Bitcoin, efsanevi ve esrarengiz Satoshi Nakamoto tarafından 2009 yılında ortaya atılan, blok zinciri teknolojisini altyapı olarak kullanan ve merkeziyetsiz, kişiden kişiye çalışan bir dijital para birimi konseptidir. Bu kavramı açıklayan ve Nakamoto tarafından yazılan Beyaz Kitap, genel olarak bitcoin ve kripto para birimlerini anlamak isteyen herkes için mutlaka okunması gereken bir makaledir. Bu teknik belge yalnızca bitcoin'i bir kavram olarak açıklamakla kalmıyor, aynı zamanda Bizans hata tolerans sisteminin merkezi olmayan bir ortamda nasıl çalışabileceğini de açıklıyor.

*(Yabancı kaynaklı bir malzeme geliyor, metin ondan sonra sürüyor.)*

use thiserror::Error;

/// Fatal error kinds the core can return.
///
/// These mirror the error taxonomy of the nested-Kriging entry point:
/// shape mismatches are caught before any numerical work starts, while
/// non-positive-definite and singular-system errors surface only after
/// the doubling-nugget retry has been exhausted.
#[derive(Debug, Error, PartialEq)]
pub enum NestedKrigingError {
    #[error("{argument}: expected {expected}, got {actual}")]
    InvalidShape {
        argument: &'static str,
        expected: String,
        actual: String,
    },

    #[error("subgroup {subgroup} correlation matrix is not positive-definite after {attempts} nugget doublings")]
    NonPositiveDefinite { subgroup: usize, attempts: u32 },

    #[error("aggregation system at query {query} is singular after {attempts} nugget doublings")]
    SingularAggregation { query: usize, attempts: u32 },
}

/// Non-fatal diagnostics, buffered during a phase and flushed at its boundary
/// so output ordering does not depend on thread scheduling.
#[derive(Debug, Clone, PartialEq)]
pub enum Warning {
    /// An unrecognised covariance tag was substituted with `exp`.
    UnknownKernelFallback { tag: String },
    /// A variance that underflowed below zero was clamped to 0.
    VarianceUnderflow { query: usize, value: f64 },
    /// A requested alternative combination tag was not recognised and skipped.
    UnknownAlternativeTag { tag: String },
}

impl std::fmt::Display for Warning {
    fn fmt(&self, f: &mut std::fmt::Formatter<'_>) -> std::fmt::Result {
        match self {
            Warning::UnknownKernelFallback { tag } => {
                write!(f, "unknown covariance tag '{tag}', falling back to exp")
            }
            Warning::VarianceUnderflow { query, value } => {
                write!(f, "variance underflow at query {query} ({value}), clamped to 0")
            }
            Warning::UnknownAlternativeTag { tag } => {
                write!(f, "unknown alternative combination tag '{tag}', skipped")
            }
        }
    }
}

pub type NestedKrigingResult<T> = Result<T, NestedKrigingError>;

/// Two operands whose shapes disagree for the linear-algebra operation attempted.
#[derive(Debug, Clone, PartialEq, Eq, Error)]
#[error("incompatible shapes: {shapes:?}")]
pub struct IncompatibleShapeError {
    pub shapes: Vec<(usize, usize)>,
}

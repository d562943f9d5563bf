use nalgebra::DVector;

use crate::submodel::Submodel;

/// Which combination rule `§4.9`'s alternatives module applies.
#[derive(Debug, Clone, Copy, PartialEq, Eq)]
pub enum AlternativeKind {
    /// Product of experts: precision-weighted average, equal weights.
    Poe,
    /// Generalized product of experts, equal weights (`1/N`).
    GPoeUniform,
    /// Generalized product of experts, differential-entropy weights.
    GPoeEntropy,
    /// Bayesian committee machine: PoE plus a prior-precision correction.
    Bcm,
    /// Robust BCM: GPoE's entropy weights plus BCM's prior correction.
    Rbcm,
    /// Smallest predictive variance: passes through the most confident
    /// submodel per query, unfused.
    Spv,
}

impl AlternativeKind {
    pub fn from_tag(tag: &str) -> Option<Self> {
        match tag {
            "poe" => Some(AlternativeKind::Poe),
            "gpoe" => Some(AlternativeKind::GPoeUniform),
            "gpoe_entropy" => Some(AlternativeKind::GPoeEntropy),
            "bcm" => Some(AlternativeKind::Bcm),
            "rbcm" => Some(AlternativeKind::Rbcm),
            "spv" => Some(AlternativeKind::Spv),
            _ => None,
        }
    }
}

/// Per-query mean and variance from one alternative combination rule.
pub struct AlternativePrediction {
    pub mean: DVector<f64>,
    pub sd2: DVector<f64>,
}

/// Computes one of `§4.9`'s closed-form combination rules directly from the
/// already-built per-submodel `(mean, variance)` pairs. No Cholesky is
/// needed beyond what [`crate::submodel::build_submodel`] already produced:
/// every rule here only ever combines scalar means and variances, per query.
pub fn combine(submodels: &[Submodel], sigma2: f64, kind: AlternativeKind) -> AlternativePrediction {
    let q = submodels[0].mean.len();
    let n = submodels.len();

    match kind {
        AlternativeKind::Poe => fuse(submodels, sigma2, q, |_qi| vec![1.0; n], false),
        AlternativeKind::GPoeUniform => fuse(submodels, sigma2, q, |_qi| vec![1.0 / n as f64; n], false),
        AlternativeKind::GPoeEntropy => fuse(submodels, sigma2, q, |qi| entropy_weights(submodels, sigma2, qi), false),
        AlternativeKind::Bcm => fuse(submodels, sigma2, q, |_qi| vec![1.0; n], true),
        AlternativeKind::Rbcm => fuse(submodels, sigma2, q, |qi| entropy_weights(submodels, sigma2, qi), true),
        AlternativeKind::Spv => spv(submodels, q),
    }
}

/// Per-submodel differential-entropy-reduction weight at query `qi`:
/// `wᵢ(q) = ½·(log σ² − log vᵢ(q))`, the standard GPoE/RBCM weighting that
/// favours submodels whose prediction is most confident relative to the
/// unconditional prior variance.
fn entropy_weights(submodels: &[Submodel], sigma2: f64, qi: usize) -> Vec<f64> {
    submodels
        .iter()
        .map(|s| {
            let v = s.variance[qi].max(1e-300);
            0.5 * (sigma2.ln() - v.ln())
        })
        .collect()
}

/// Shared precision-weighted-average core for every fusion rule.
///
/// `fused precision = Σ wᵢ/vᵢ(q) [+ (1-Σwᵢ)/σ² if `with_prior_correction`]`,
/// `fused mean = (Σ wᵢ·mᵢ(q)/vᵢ(q)) / fused precision`.
///
/// PoE is the `wᵢ = 1`, no-correction case; GPoE keeps the same shape with
/// its own weights; BCM and RBCM add the prior-precision correction term
/// (with weights `1` and entropy weights respectively) that keeps the fused
/// variance from collapsing to zero as the number of submodels grows.
fn fuse<F>(submodels: &[Submodel], sigma2: f64, q: usize, weights_at: F, with_prior_correction: bool) -> AlternativePrediction
where
    F: Fn(usize) -> Vec<f64>,
{
    let n = submodels.len();
    let mut mean = DVector::<f64>::zeros(q);
    let mut sd2 = DVector::<f64>::zeros(q);

    for qi in 0..q {
        let weights = weights_at(qi);
        let mut precision = 0.0;
        let mut weighted_mean_precision = 0.0;
        let mut weight_sum = 0.0;
        for i in 0..n {
            let v = submodels[i].variance[qi].max(1e-300);
            precision += weights[i] / v;
            weighted_mean_precision += weights[i] * submodels[i].mean[qi] / v;
            weight_sum += weights[i];
        }
        if with_prior_correction {
            precision += (1.0 - weight_sum) / sigma2;
        }

        let s = if precision > 0.0 { 1.0 / precision } else { 0.0 };
        sd2[qi] = s;
        mean[qi] = weighted_mean_precision * s;
    }

    AlternativePrediction { mean, sd2 }
}

/// Smallest predictive variance: for each query, passes through the single
/// submodel with the lowest posterior variance unchanged. No fusion, no
/// weights — the cheapest of the alternatives.
fn spv(submodels: &[Submodel], q: usize) -> AlternativePrediction {
    let mut mean = DVector::<f64>::zeros(q);
    let mut sd2 = DVector::<f64>::zeros(q);

    for qi in 0..q {
        let (best, _) = submodels
            .iter()
            .enumerate()
            .min_by(|(_, a), (_, b)| a.variance[qi].partial_cmp(&b.variance[qi]).unwrap())
            .expect("at least one submodel");
        mean[qi] = submodels[best].mean[qi];
        sd2[qi] = submodels[best].variance[qi];
    }

    AlternativePrediction { mean, sd2 }
}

Öncelikle Bitcoin ile ilgilenen kişi, bitcoin kavramının gerçek yaşamının altında yatan en büyük faktörün blockchain teknolojisi olduğunu bilmeli ve bu teknolojinin nasıl çalıştığını anlamalıdır.
Blok Zinciri nedir?
Blockchain is a chain of blocks, each of which contains data values, and is not overseen or managed by any central authority. These information chains are cryptographically secured and cannot be silenced thanks to their decentralized structure. Blockchain basically uses two data structures: Pointers and Linked Lists.
İşaretçiler
İşaretçiler, başka bir değişkenin içlerinde nerede olduğunu gösteren değişkenlerdir. Normal şartlar altında, programlamadaki değişkenler veri içerir. (int a = 10 örneğinde, bir a tamsayı değişkeninin değeri 10'dur.) İşaretçiler ise bir değeri veri olarak tutmak yerine o veriyi tutan değişkenin konumunu işaret eder.
Bağlantılı Listeler
Bağlantılı listeler, veri yapılarındaki en önemli birimlerden biridir ve kabaca şöyle görünür.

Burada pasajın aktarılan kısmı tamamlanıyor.